Ein nachträglicher Wechsel der Schule sei emotional ähnlich aufwühlend wie einer nach der vierten Klasse, sagt die Schullaufbahnberaterin Marcella Riebe-Simmank. Egal in welche Richtung. Wahrscheinlich gehen deshalb so wenige einen neuen Weg. Riebe-Simmank sagt aber, sie kenne viele positive Beispiele. "Ich habe in den letzten Jahren so viele Empfehlungen mit begleitet, habe Kinder gesehen, die an Gymnasien gegangen sind, dann noch mal den Weg verändert haben und durchaus glücklich geworden sind."
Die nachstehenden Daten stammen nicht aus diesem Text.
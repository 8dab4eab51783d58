use std::path::PathBuf;

use crate::services::platform::PlatformError;
use crate::services::registrar::RegistrarError;

#[derive(Debug, thiserror::Error)]
pub enum PublishError {
    #[error("invalid virtualization name '{0}'")]
    InvalidName(String),

    #[error("Datasource {0} not found")]
    SourceNotFound(String),

    #[error("Failed to determine the source type for {source_name} in VDB {vdb}")]
    SourceTypeUnknown { source_name: String, vdb: String },

    #[error("no connector id configured to register '{0}'")]
    ConnectorMissing(String),

    #[error("config file not found at {0}")]
    ConfigNotFound(PathBuf),

    #[error("invalid config: {0}")]
    InvalidConfig(String),

    #[error("failed to assemble build archive: {0}")]
    Archive(String),

    #[error("work queue is no longer running")]
    QueueClosed,

    #[error(transparent)]
    Platform(#[from] PlatformError),

    #[error(transparent)]
    Registrar(#[from] RegistrarError),

    #[error(transparent)]
    Io(#[from] std::io::Error),

    #[error(transparent)]
    Json(#[from] serde_json::Error),

    #[error(transparent)]
    Yaml(#[from] serde_yaml::Error),
}

pub type Result<T> = std::result::Result<T, PublishError>;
Gemeinschaftsschulen als Lösung?

Für Kinder und Eltern, die skeptisch auf einen frühen Schulwechsel blicken, gibt es in Sachsen seit 2020 auch den Weg der Gemeinschaftsschule. Hier werden Kinder bis zur 12. Klasse gemeinsam unterrichtet. Die Wahl des Abschlusses fällt erst am Ende der Schullaufbahn. Allerdings gibt es im Freistaat derzeit nur drei dieser Einrichtungen, zwei in Dresden und eine in Leipzig. Für Schülerinnen und Schüler, die mit der derzeit gewählten Schulform unglücklich sind, bleibt nur der Wechsel.

Platz für jedes Kind

Ob es bei meinem Kind dazu kommt, wird sich zeigen. Bisher schlägt er sich gut auf dem Gymnasium. Die Gespräche mit Experten haben mir etwas die Unsicherheit genommen. Denn auch wenn das Bildungssystem von außen sehr starr scheint, ist nichts so sehr in Stein gemeißelt, wie es wirkt. Trotzdem - und da sind sich die Experten und Bildungsforschenden einig - kommt die Trennung der Kinder aus Sicht der persönlichen und intellektuellen Entwicklung oft zu früh. Gemeinschaftsschulen und andere Einrichtungen, die versuchen, das aufzufangen, sind derzeit noch deutlich unterrepräsentiert. Aber es bewegt sich etwas in der Schullandschaft und das macht Mut. In Zukunft findet dann hoffentlich jedes Kind seinen Weg und seinen Platz, egal an welcher Schule.